Taiwan top memory chipmaker sees demand slowdown spreading

Taiwan top memory chipmaker sees demand slowdown spreading

NEW TAIPEI CITY, Taiwan — Nanya Technology, Taiwan’s top memory chipmaker, on Thursday warned that its revenue may decline this year as the slowdown in demand for consumer electronics spreads to cloud computing and data center servers.

Concern about inflation, which is already weighing on consumer spending, is affecting enterprise spending budgets, Nanya President Lee Pei-Ing said.

“Inflation is causing larger impacts on the global economy than we thought,” Lee said. “It not only could force consumers to rein in spending but also could impact enterprise spending on cloud computing and data center servers.
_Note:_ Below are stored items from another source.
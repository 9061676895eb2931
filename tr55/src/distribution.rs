//! Temporal rainfall distributions and the sources that supply them.
//!
//! A temporal distribution is the standardized cumulative-rainfall-fraction
//! curve for one storm duration category. Distributions are parsed from CSV
//! (`time_fraction,cumulative_fraction` with a header row) and validated on
//! construction so downstream consumers never see a malformed table.

use crate::error::{Result, Tr55Error};
use crate::storm::StormDuration;
use itertools::Itertools;
use serde::Deserialize;
use std::future::Future;
use std::time::Duration;

/// Embedded cumulative distribution tables, used by the offline source
static TD_6H_CSV: &str = include_str!("../fixtures/td_6h.csv");
static TD_24H_CSV: &str = include_str!("../fixtures/td_24h.csv");

/// The final cumulative fraction must reach one within this tolerance
const CLOSURE_TOLERANCE: f64 = 1e-6;
/// Tabulated time fractions must be uniformly spaced within this tolerance
const SPACING_TOLERANCE: f64 = 1e-4;

/// Default deadline for one HTTP fetch
const HTTP_TIMEOUT: Duration = Duration::from_secs(30);

/// One tabulated point of a temporal distribution
#[derive(Debug, Clone, Copy, PartialEq, Deserialize)]
pub struct DistributionPoint {
    /// Elapsed time as a fraction of the storm duration
    pub time_fraction: f64,
    /// Rainfall accumulated so far as a fraction of the storm total
    pub cumulative_fraction: f64,
}

/// Cumulative-rainfall-fraction curve for one storm duration category.
/// Immutable once constructed; shared read-only across requests.
#[derive(Debug, Clone, PartialEq)]
pub struct TemporalDistribution {
    duration: StormDuration,
    points: Vec<DistributionPoint>,
}

impl TemporalDistribution {
    /// Parses `time_fraction,cumulative_fraction` CSV with a header row.
    pub fn from_csv(duration: StormDuration, data: &str) -> Result<TemporalDistribution> {
        let mut reader = csv::ReaderBuilder::new()
            .has_headers(true)
            .from_reader(data.as_bytes());
        let points = reader
            .deserialize()
            .collect::<std::result::Result<Vec<DistributionPoint>, csv::Error>>()?;
        TemporalDistribution::new(duration, points)
    }

    /// Validates and wraps an ordered point sequence.
    ///
    /// Requirements: at least two points, both fractions within [0, 1], time
    /// fractions strictly increasing and uniformly spaced, cumulative
    /// fractions non-decreasing, and the final cumulative fraction equal to
    /// one within a small tolerance.
    pub fn new(duration: StormDuration, points: Vec<DistributionPoint>) -> Result<TemporalDistribution> {
        if points.len() < 2 {
            return Err(Tr55Error::InvalidDistribution(format!(
                "{} points, at least two required",
                points.len()
            )));
        }
        for point in &points {
            if !(point.time_fraction >= 0.0 && point.time_fraction <= 1.0)
                || !(point.cumulative_fraction >= 0.0 && point.cumulative_fraction <= 1.0)
            {
                return Err(Tr55Error::InvalidDistribution(format!(
                    "fraction out of [0, 1] at t={}: {}",
                    point.time_fraction, point.cumulative_fraction
                )));
            }
        }
        let spacing = points[1].time_fraction - points[0].time_fraction;
        for (previous, current) in points.iter().tuple_windows() {
            let step = current.time_fraction - previous.time_fraction;
            if step <= 0.0 {
                return Err(Tr55Error::InvalidDistribution(format!(
                    "time fractions must increase, got {} after {}",
                    current.time_fraction, previous.time_fraction
                )));
            }
            if (step - spacing).abs() > SPACING_TOLERANCE {
                return Err(Tr55Error::InvalidDistribution(format!(
                    "uneven time step {} near t={}, expected {}",
                    step, current.time_fraction, spacing
                )));
            }
            if current.cumulative_fraction < previous.cumulative_fraction {
                return Err(Tr55Error::InvalidDistribution(format!(
                    "cumulative fraction decreases at t={}",
                    current.time_fraction
                )));
            }
        }
        let closure = points[points.len() - 1].cumulative_fraction;
        if (closure - 1.0).abs() > CLOSURE_TOLERANCE {
            return Err(Tr55Error::InvalidDistribution(format!(
                "final cumulative fraction is {closure}, expected 1"
            )));
        }
        Ok(TemporalDistribution { duration, points })
    }

    pub fn duration(&self) -> StormDuration {
        self.duration
    }

    pub fn points(&self) -> &[DistributionPoint] {
        &self.points
    }

    /// Fraction of the storm duration between tabulated points
    pub fn step_fraction(&self) -> f64 {
        self.points[1].time_fraction - self.points[0].time_fraction
    }
}

/// Supplier of temporal distribution data for one duration category.
/// Implementations decide where the data lives; callers go through
/// [`crate::store::DistributionStore`] for caching and fetch coalescing.
pub trait DistributionSource {
    fn fetch(
        &self,
        duration: StormDuration,
    ) -> impl Future<Output = Result<TemporalDistribution>> + Send;
}

/// Serves the compiled-in distribution tables. The offline default.
#[derive(Debug, Clone, Copy, Default)]
pub struct EmbeddedSource;

impl DistributionSource for EmbeddedSource {
    async fn fetch(&self, duration: StormDuration) -> Result<TemporalDistribution> {
        let data = match duration {
            StormDuration::SixHour => TD_6H_CSV,
            StormDuration::TwentyFourHour => TD_24H_CSV,
        };
        TemporalDistribution::from_csv(duration, data)
    }
}

/// Fetches distribution CSVs from a remote service, one file per duration
/// category at `{base_url}/td_{hours}h.csv`.
#[derive(Debug, Clone)]
pub struct HttpSource {
    client: reqwest::Client,
    base_url: String,
}

impl HttpSource {
    pub fn new(base_url: impl Into<String>) -> Result<HttpSource> {
        let client = reqwest::Client::builder().timeout(HTTP_TIMEOUT).build()?;
        Ok(HttpSource {
            client,
            base_url: base_url.into(),
        })
    }

    fn url_for(&self, duration: StormDuration) -> String {
        format!(
            "{}/td_{}h.csv",
            self.base_url.trim_end_matches('/'),
            duration.hours() as u32
        )
    }
}

impl DistributionSource for HttpSource {
    async fn fetch(&self, duration: StormDuration) -> Result<TemporalDistribution> {
        let url = self.url_for(duration);
        log::info!("fetching temporal distribution from {}", url);
        let response = self.client.get(&url).send().await?;
        if !response.status().is_success() {
            return Err(Tr55Error::SourceUnavailable(format!(
                "{} returned {}",
                url,
                response.status()
            )));
        }
        let body = response.text().await?;
        TemporalDistribution::from_csv(duration, &body)
    }
}
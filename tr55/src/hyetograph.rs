//! Hyetograph construction: incremental rainfall depths for one storm.

use crate::distribution::TemporalDistribution;
use crate::error::{Result, Tr55Error};
use crate::storm::StormInput;
use serde::Serialize;

/// One time step of incremental rainfall
#[derive(Debug, Clone, Copy, PartialEq, Serialize)]
pub struct HyetographStep {
    /// Elapsed time from the start of the storm, in hours
    pub time_hours: f64,
    /// Rainfall depth falling during this step, in inches
    pub depth: f64,
}

/// Incremental rainfall depths at the distribution's tabulated times.
/// Built per request; increments sum to the storm's total rainfall depth.
#[derive(Debug, Clone, PartialEq)]
pub struct Hyetograph {
    steps: Vec<HyetographStep>,
    time_step_hours: f64,
}

impl Hyetograph {
    /// Scales the cumulative curve by the storm's total depth and takes
    /// successive differences. The first step's increment equals its
    /// cumulative depth, there is no prior point to difference against.
    pub fn build(storm: &StormInput, distribution: &TemporalDistribution) -> Result<Hyetograph> {
        let points = distribution.points();
        if points.len() < 2 {
            return Err(Tr55Error::InvalidDistribution(
                "fewer than two distribution points".to_string(),
            ));
        }

        let mut steps = Vec::with_capacity(points.len());
        let mut previous_cumulative = 0.0;
        for point in points {
            let cumulative = point.cumulative_fraction * storm.rainfall_depth;
            steps.push(HyetographStep {
                time_hours: point.time_fraction * storm.duration_hours,
                depth: cumulative - previous_cumulative,
            });
            previous_cumulative = cumulative;
        }

        Ok(Hyetograph {
            steps,
            time_step_hours: distribution.step_fraction() * storm.duration_hours,
        })
    }

    pub fn steps(&self) -> &[HyetographStep] {
        &self.steps
    }

    /// Spacing between steps in hours
    pub fn time_step_hours(&self) -> f64 {
        self.time_step_hours
    }

    /// Total depth across all steps, in inches
    pub fn total_depth(&self) -> f64 {
        self.steps.iter().map(|step| step.depth).sum()
    }

    pub fn len(&self) -> usize {
        self.steps.len()
    }

    pub fn is_empty(&self) -> bool {
        self.steps.is_empty()
    }
}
“We see a clear slowdown in the coming [July-September] quarter, and such a slowdown could continue into the fourth quarter. There is still a lot of uncertainty. … Demand is also weakening more than we previously thought for data center servers.”

As the world’s fourth-largest maker of dynamic random access memory, after Samsung, SK Hynix and Micron, Nanya’s warning is likely to add to worries about the global economy. Previously, most industry executives had high expectations regarding demand for commercial computers, servers, data centers and related products, expecting business to pick up as major import and office reopening from pandemic-restrictions.

Nanya’s results do not back up that optimism. For the first five months of 2022, its revenue grew 0.04% from last year, regulatory filings show.

Lee Pei-Ing, president of Nanya Technology, said inflation is impacting demand. (Photo by Cheng Ting-Fang)

Lee said his company is seeing a correction in DRAM prices, a barometer for electronics demand. DRAM chips are essential components of all electronic devices, from smartphones and PCs to home appliances and TVs. They are even critical components in cars.

Price declines will range from 3% to more than 8% in the third quarter, from current quarter pricing and depending on the type of DRAM, according to forecasts by research agency Trendforce, which cited factors from inflation to the war in Ukraine.

Lee said prices could keep falling “throughout 2022 and … drag the company’s [revenue] down a little bit from last year. But we do see demand will eventually bounce back after several quarters of correction.”

Lee’s remarks came as Nanya broke ground on a $10 billion chip plant in New Taipei City, in Taiwan. Nanya has also said it will pour some 60 billion New Taiwan dollars ($2 billion) into upgrading an existing facility.

The project, expected to bring 3,000 jobs, has been set by delays and meaningful production will only start in 2026, Lee said.

“We do see the whole construction process could be longer than expected as there is a shortage of labor and materials,” he said. “That challenge is not unique to Nanya Tech but to the overall industry.”